Is there an existing issue for this?

Community Note

Terraform Version

1.x

AzureRM Provider Version

3.65

Affected Resource(s)/Data Source(s)

Any

Terraform Configuration Files

Any

Debug Output/Panic Output


│ Original Error: Cannot register providers: Microsoft.Kubernetes, Microsoft.KubernetesConfiguration. Errors were: Cannot register provider Microsoft.Kubernetes with Azure Resource Manager: providers.ProvidersClient#Register: Failure responding to request: StatusCode=403 -- Original Error: autorest/azure: Service returned an error. Status=403 Code="AuthorizationFailed" Message="The client 'redacted' with object id 'redacted' does not have authorization to perform action 'Microsoft.Kubernetes/register/action' over scope '/subscriptions/redacted' or the scope is invalid. If access was recently granted, please refresh your credentials.".
│ Cannot register provider Microsoft.KubernetesConfiguration with Azure Resource Manager: providers.ProvidersClient#Register: Failure responding to request: StatusCode=403 -- Original Error: autorest/azure: Service returned an error. Status=403 Code="AuthorizationFailed" Message="The client 'redacted' with object id 'redacted' does not have authorization to perform action 'Microsoft.KubernetesConfiguration/register/action' over scope '/subscriptions/redacted' or the scope is invalid. If access was recently granted, please refresh your credentials.".
│ 
│   with provider["registry.terraform.io/hashicorp/azurerm"],
│   on provider.tf line 3, in provider "azurerm":
│    3: provider "azurerm" {

Expected Behaviour

Resource providers should not be force registered.

Actual Behaviour

Microsoft.Kubernetes and Microsoft.KubernetesConfiguration were added as a required resource provider in AzureRM 3.65.0. However, it's not a mandatory resource, and is a breaking change.

Microsoft's recommendation is to "Only register a resource provider when you're ready to use it. The registration step enables you to maintain least privileges within your subscription. A malicious user can't use resource providers that aren't registered.".

The AzureRM provider requiring registration of a non-mainstream resource is not best practice.

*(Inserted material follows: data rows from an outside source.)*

//! Scene object types: IDs, transforms, and the camera component.
//!
//! Positions are world-space 3-vectors. The camera looks down +Z, so
//! "backing away" from a subject means moving toward -Z.

use std::fmt;

use glam::Vec3;
use serde::{Deserialize, Serialize};

/// Handle to an object owned by the host scene.
#[derive(Debug, Clone, Copy, PartialEq, Eq, Hash, PartialOrd, Ord, Serialize, Deserialize)]
#[serde(transparent)]
pub struct ObjectId(pub u32);

impl fmt::Display for ObjectId {
    fn fmt(&self, f: &mut fmt::Formatter<'_>) -> fmt::Result {
        write!(f, "#{}", self.0)
    }
}

/// Position and rotation of an object.
#[derive(Debug, Clone, Copy, PartialEq, Serialize, Deserialize)]
#[serde(default)]
pub struct Transform {
    /// World-space position.
    pub pos: Vec3,
    /// Rotation around the view axis, in radians.
    pub angle: f32,
}

impl Transform {
    pub const IDENTITY: Transform = Transform {
        pos: Vec3::ZERO,
        angle: 0.0,
    };

    pub fn new(pos: Vec3, angle: f32) -> Self {
        Self { pos, angle }
    }

    pub fn from_pos(pos: Vec3) -> Self {
        Self { pos, angle: 0.0 }
    }

    /// Set the absolute position.
    pub fn move_to(&mut self, pos: Vec3) {
        self.pos = pos;
    }

    /// Move by a world-space delta.
    pub fn move_by(&mut self, delta: Vec3) {
        self.pos += delta;
    }

    /// Set the absolute angle.
    pub fn turn_to(&mut self, angle: f32) {
        self.angle = angle;
    }

    /// Rotate by a delta angle.
    pub fn turn_by(&mut self, delta: f32) {
        self.angle += delta;
    }

    /// Euclidean distance between the two positions.
    pub fn distance_to(&self, other: &Transform) -> f32 {
        self.pos.distance(other.pos)
    }
}

impl Default for Transform {
    fn default() -> Self {
        Self::IDENTITY
    }
}

/// Camera component attached to a scene object.
#[derive(Debug, Clone, Copy, PartialEq, Serialize, Deserialize)]
#[serde(default)]
pub struct Camera {
    /// Distance from the camera to its focal plane. The follow controller
    /// keeps at least this much standoff from the focus point.
    pub focus_distance: f32,
}

impl Camera {
    pub const DEFAULT_FOCUS_DISTANCE: f32 = 500.0;

    pub fn new(focus_distance: f32) -> Self {
        Self { focus_distance }
    }
}

impl Default for Camera {
    fn default() -> Self {
        Self::new(Self::DEFAULT_FOCUS_DISTANCE)
    }
}

/// An object in the host scene.
#[derive(Debug, Clone, PartialEq, Serialize, Deserialize)]
pub struct SceneObject {
    pub id: ObjectId,

    /// Human-readable name, used in logs and the CLI.
    #[serde(default)]
    pub name: String,

    #[serde(default)]
    pub transform: Transform,

    /// Present when the object carries a camera.
    #[serde(default, skip_serializing_if = "Option::is_none")]
    pub camera: Option<Camera>,

    /// Set once the host destroys the object. Disposed objects stay
    /// addressable until purged but no longer resolve through `SceneAccess`.
    #[serde(default)]
    pub disposed: bool,
}

impl SceneObject {
    pub fn new(id: ObjectId, name: impl Into<String>, transform: Transform) -> Self {
        Self {
            id,
            name: name.into(),
            transform,
            camera: None,
            disposed: false,
        }
    }

    pub fn with_camera(mut self, camera: Camera) -> Self {
        self.camera = Some(camera);
        self
    }
}

#[cfg(test)]
mod tests {
    use super::*;

    #[test]
    fn test_absolute_and_relative_moves() {
        let mut t = Transform::from_pos(Vec3::new(1.0, 2.0, 3.0));
        t.move_by(Vec3::new(1.0, 1.0, 1.0));
        assert_eq!(t.pos, Vec3::new(2.0, 3.0, 4.0));
        t.move_to(Vec3::ZERO);
        assert_eq!(t.pos, Vec3::ZERO);

        t.turn_by(0.5);
        t.turn_by(0.25);
        assert!((t.angle - 0.75).abs() < 1e-6);
        t.turn_to(-1.0);
        assert_eq!(t.angle, -1.0);
    }

    #[test]
    fn test_object_id_display() {
        assert_eq!(ObjectId(12).to_string(), "#12");
    }

    #[test]
    fn test_scene_object_deserialization_defaults() {
        let obj: SceneObject = serde_json::from_str(r#"{"id": 3}"#).unwrap();
        assert_eq!(obj.id, ObjectId(3));
        assert_eq!(obj.transform, Transform::IDENTITY);
        assert!(obj.camera.is_none());
        assert!(!obj.disposed);
    }

    #[test]
    fn test_transform_serializes_vec_as_array() {
        let t = Transform::new(Vec3::new(1.0, 2.0, 3.0), 0.5);
        let json = serde_json::to_value(t).unwrap();
        assert_eq!(json["pos"], serde_json::json!([1.0, 2.0, 3.0]));
        assert_eq!(json["angle"], serde_json::json!(0.5));
    }
}
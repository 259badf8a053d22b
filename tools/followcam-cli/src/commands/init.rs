//! Write a sample scenario.

use std::path::PathBuf;

use followcam_scene::Scenario;

pub fn run(path: PathBuf, force: bool) -> anyhow::Result<()> {
    if path.exists() && !force {
        anyhow::bail!(
            "{} already exists (use --force to overwrite)",
            path.display()
        );
    }

    let scenario = Scenario::sample();
    scenario
        .save(&path)
        .map_err(|e| anyhow::anyhow!("Failed to write scenario: {e}"))?;

    println!("Sample scenario written to: {}", path.display());
    println!("  Objects: {}", scenario.scene.len());
    println!("  Targets: {}", scenario.targets.len());
    println!("  Ticks: {} @ {}fps", scenario.ticks, scenario.fps);
    println!("\nRun it with: followcam simulate {}", path.display());

    Ok(())
}
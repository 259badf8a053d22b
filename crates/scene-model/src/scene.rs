//! Object store and the lookup trait the controller resolves handles through.

use glam::Vec3;
use serde::{Deserialize, Serialize};

use crate::object::{Camera, ObjectId, SceneObject, Transform};

/// Resolves object handles to live transforms.
///
/// Hosts implement this over whatever object storage they use. Every
/// method treats a missing object and a disposed object the same way:
/// it does not resolve.
pub trait SceneAccess {
    /// Whether `id` refers to an object that exists and is not disposed.
    fn is_alive(&self, id: ObjectId) -> bool;

    /// Current transform of a live object.
    fn transform(&self, id: ObjectId) -> Option<Transform>;

    /// Mutable transform of a live object.
    fn transform_mut(&mut self, id: ObjectId) -> Option<&mut Transform>;

    /// Camera component of a live object, if it has one.
    fn camera(&self, id: ObjectId) -> Option<Camera>;

    /// Position of a live object.
    fn position(&self, id: ObjectId) -> Option<Vec3> {
        self.transform(id).map(|t| t.pos)
    }
}

/// A simple in-memory scene.
#[derive(Debug, Clone, Default, PartialEq, Serialize, Deserialize)]
pub struct Scene {
    #[serde(default)]
    objects: Vec<SceneObject>,
}

impl Scene {
    pub fn new() -> Self {
        Self::default()
    }

    /// Add an object with the next free ID.
    pub fn spawn(&mut self, name: impl Into<String>, transform: Transform) -> ObjectId {
        let id = self.next_id();
        self.objects.push(SceneObject::new(id, name, transform));
        id
    }

    /// Add an object carrying a camera component.
    pub fn spawn_camera(
        &mut self,
        name: impl Into<String>,
        transform: Transform,
        camera: Camera,
    ) -> ObjectId {
        let id = self.next_id();
        self.objects
            .push(SceneObject::new(id, name, transform).with_camera(camera));
        id
    }

    /// Insert a fully built object. Replaces any object with the same ID.
    pub fn insert(&mut self, object: SceneObject) {
        match self.objects.iter_mut().find(|o| o.id == object.id) {
            Some(existing) => *existing = object,
            None => self.objects.push(object),
        }
    }

    /// Mark an object as destroyed. Returns false if it was unknown.
    pub fn dispose(&mut self, id: ObjectId) -> bool {
        match self.get_mut(id) {
            Some(obj) => {
                obj.disposed = true;
                tracing::debug!(object = %id, name = %obj.name, "object disposed");
                true
            }
            None => false,
        }
    }

    /// Drop disposed objects entirely. Returns how many were removed.
    pub fn purge_disposed(&mut self) -> usize {
        let before = self.objects.len();
        self.objects.retain(|o| !o.disposed);
        before - self.objects.len()
    }

    /// Look up an object, disposed or not.
    pub fn get(&self, id: ObjectId) -> Option<&SceneObject> {
        self.objects.iter().find(|o| o.id == id)
    }

    pub fn get_mut(&mut self, id: ObjectId) -> Option<&mut SceneObject> {
        self.objects.iter_mut().find(|o| o.id == id)
    }

    pub fn objects(&self) -> &[SceneObject] {
        &self.objects
    }

    pub fn len(&self) -> usize {
        self.objects.len()
    }

    pub fn is_empty(&self) -> bool {
        self.objects.is_empty()
    }

    /// One past the highest ID, or the lowest free ID once `u32::MAX` is taken.
    fn next_id(&self) -> ObjectId {
        let highest = self.objects.iter().map(|o| o.id.0).max().unwrap_or(0);
        if let Some(next) = highest.checked_add(1) {
            return ObjectId(next);
        }

        let mut used: Vec<u32> = self.objects.iter().map(|o| o.id.0).collect();
        used.sort_unstable();
        let mut candidate = 1_u32;
        for id in used {
            if id == candidate {
                candidate = candidate.saturating_add(1);
            } else if id > candidate {
                break;
            }
        }
        ObjectId(candidate)
    }

    fn live(&self, id: ObjectId) -> Option<&SceneObject> {
        self.get(id).filter(|o| !o.disposed)
    }
}

impl SceneAccess for Scene {
    fn is_alive(&self, id: ObjectId) -> bool {
        self.live(id).is_some()
    }

    fn transform(&self, id: ObjectId) -> Option<Transform> {
        self.live(id).map(|o| o.transform)
    }

    fn transform_mut(&mut self, id: ObjectId) -> Option<&mut Transform> {
        self.get_mut(id)
            .filter(|o| !o.disposed)
            .map(|o| &mut o.transform)
    }

    fn camera(&self, id: ObjectId) -> Option<Camera> {
        self.live(id).and_then(|o| o.camera)
    }
}
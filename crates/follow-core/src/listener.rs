//! Audio listener sync.

use followcam_scene::{ObjectId, SceneAccess};
use glam::Vec3;

/// Place the listener over the camera: camera x/y, listener's own z.
///
/// Uses an absolute move so rounding never accumulates. Returns the new
/// listener position, or `None` if the listener no longer resolves.
pub fn sync_listener<S: SceneAccess + ?Sized>(
    scene: &mut S,
    listener: ObjectId,
    camera_pos: Vec3,
) -> Option<Vec3> {
    let transform = scene.transform_mut(listener)?;
    let pos = Vec3::new(camera_pos.x, camera_pos.y, transform.pos.z);
    transform.move_to(pos);
    Some(pos)
}
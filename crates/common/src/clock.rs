//! Tick timing utilities.
//!
//! Motion in FollowCam is expressed per tick and scaled by a *time scale*:
//! 1.0 means "one tick at the reference frame rate", 2.0 means the frame
//! took twice as long. This module converts wall-clock frame durations into
//! that multiplier.

use std::time::{Duration, Instant};

use crate::config::TickConfig;

/// Converts frame durations into per-tick time scales.
#[derive(Debug, Clone)]
pub struct TickClock {
    config: TickConfig,

    /// The instant of the previous `tick()` call, if any.
    last_tick: Option<Instant>,

    /// Number of ticks produced so far.
    tick_count: u64,
}

impl TickClock {
    /// Create a clock with the given timing configuration.
    pub fn new(config: TickConfig) -> Self {
        Self {
            config,
            last_tick: None,
            tick_count: 0,
        }
    }

    /// Create a clock targeting the given reference frame rate.
    pub fn with_reference_fps(reference_fps: f32) -> Self {
        Self::new(TickConfig {
            reference_fps,
            ..TickConfig::default()
        })
    }

    /// Time scale for a frame that took `elapsed_secs` seconds.
    pub fn time_scale_for(&self, elapsed_secs: f32) -> f32 {
        let raw = elapsed_secs.max(0.0) * self.config.reference_fps;
        raw.clamp(self.config.min_time_scale, self.config.max_time_scale)
    }

    /// Time scale for a frame of the given duration.
    pub fn time_scale_for_duration(&self, elapsed: Duration) -> f32 {
        self.time_scale_for(elapsed.as_secs_f32())
    }

    /// Duration of one tick at the reference frame rate.
    pub fn reference_interval(&self) -> Duration {
        Duration::from_secs_f32(1.0 / self.config.reference_fps)
    }

    /// Advance using the real clock and return this tick's time scale.
    ///
    /// The first call has no previous frame to measure against and returns 1.0.
    pub fn tick(&mut self) -> f32 {
        self.tick_at(Instant::now())
    }

    /// Advance to `now` and return this tick's time scale.
    pub fn tick_at(&mut self, now: Instant) -> f32 {
        let scale = match self.last_tick {
            None => 1.0_f32.clamp(self.config.min_time_scale, self.config.max_time_scale),
            Some(last) => self.time_scale_for_duration(now.saturating_duration_since(last)),
        };
        self.last_tick = Some(now);
        self.tick_count += 1;
        scale
    }

    /// Number of ticks produced so far.
    pub fn tick_count(&self) -> u64 {
        self.tick_count
    }

    /// Timing configuration in use.
    pub fn config(&self) -> &TickConfig {
        &self.config
    }
}

impl Default for TickClock {
    fn default() -> Self {
        Self::new(TickConfig::default())
    }
}

#[cfg(test)]
mod tests {
    use super::*;

    #[test]
    fn test_reference_frame_is_unit_scale() {
        let clock = TickClock::default();
        assert!((clock.time_scale_for(1.0 / 60.0) - 1.0).abs() < 1e-5);
        assert!((clock.time_scale_for(1.0 / 30.0) - 2.0).abs() < 1e-5);
    }

    #[test]
    fn test_time_scale_is_clamped() {
        let clock = TickClock::default();
        // A one-second hitch must not produce a 60x step.
        assert_eq!(clock.time_scale_for(1.0), 2.0);
        assert_eq!(clock.time_scale_for(-0.5), 0.0);
    }

    #[test]
    fn test_tick_at_measures_between_calls() {
        let mut clock = TickClock::with_reference_fps(50.0);
        let start = Instant::now();
        assert_eq!(clock.tick_at(start), 1.0); // first tick is nominal
        let scale = clock.tick_at(start + Duration::from_millis(10));
        assert!((scale - 0.5).abs() < 1e-4);
        assert_eq!(clock.tick_count(), 2);
    }

    #[test]
    fn test_reference_interval() {
        let clock = TickClock::with_reference_fps(50.0);
        assert!((clock.reference_interval().as_secs_f32() - 0.02).abs() < 1e-6);
    }
}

The release notes for the AzureRM provider release 3.65.0 do not mention that a new resource registration is required.

Steps to Reproduce

Deploy any AzureRM resource (except Azure Kubernetes) to a subscription without the Kubernetes resource provider registered, using a service connection scoped at any level other than the subscription. The deployment fails with the error.

Important Factoids

This also happened in provider version 3.51 - see this 21363

References

https://github.com/hashicorp/terraform-provider-azurerm/pull/22463 https://github.com/hashicorp/terraform-provider-azurerm/issues/22462 https://github.com/hashicorp/terraform-provider-azurerm/issues/21363

tombuildsstuff commented 1 year ago

hi @bubbletroubles

Thanks for opening this issue.

Azure's concept of a Resource Provider requires that the Resource Provider is registered before any API's within that Resource Provider can be called. As such, rather than failing during an API call / to improve the user experience Terraform automatically attempts to register any Resource Providers that it supports by default - to ensure that the API's are available when they're needed; and since this list is stored within Terraform, we extend this list from time to time as Terraform is updated to support new functionality (provided in new Resource Providers).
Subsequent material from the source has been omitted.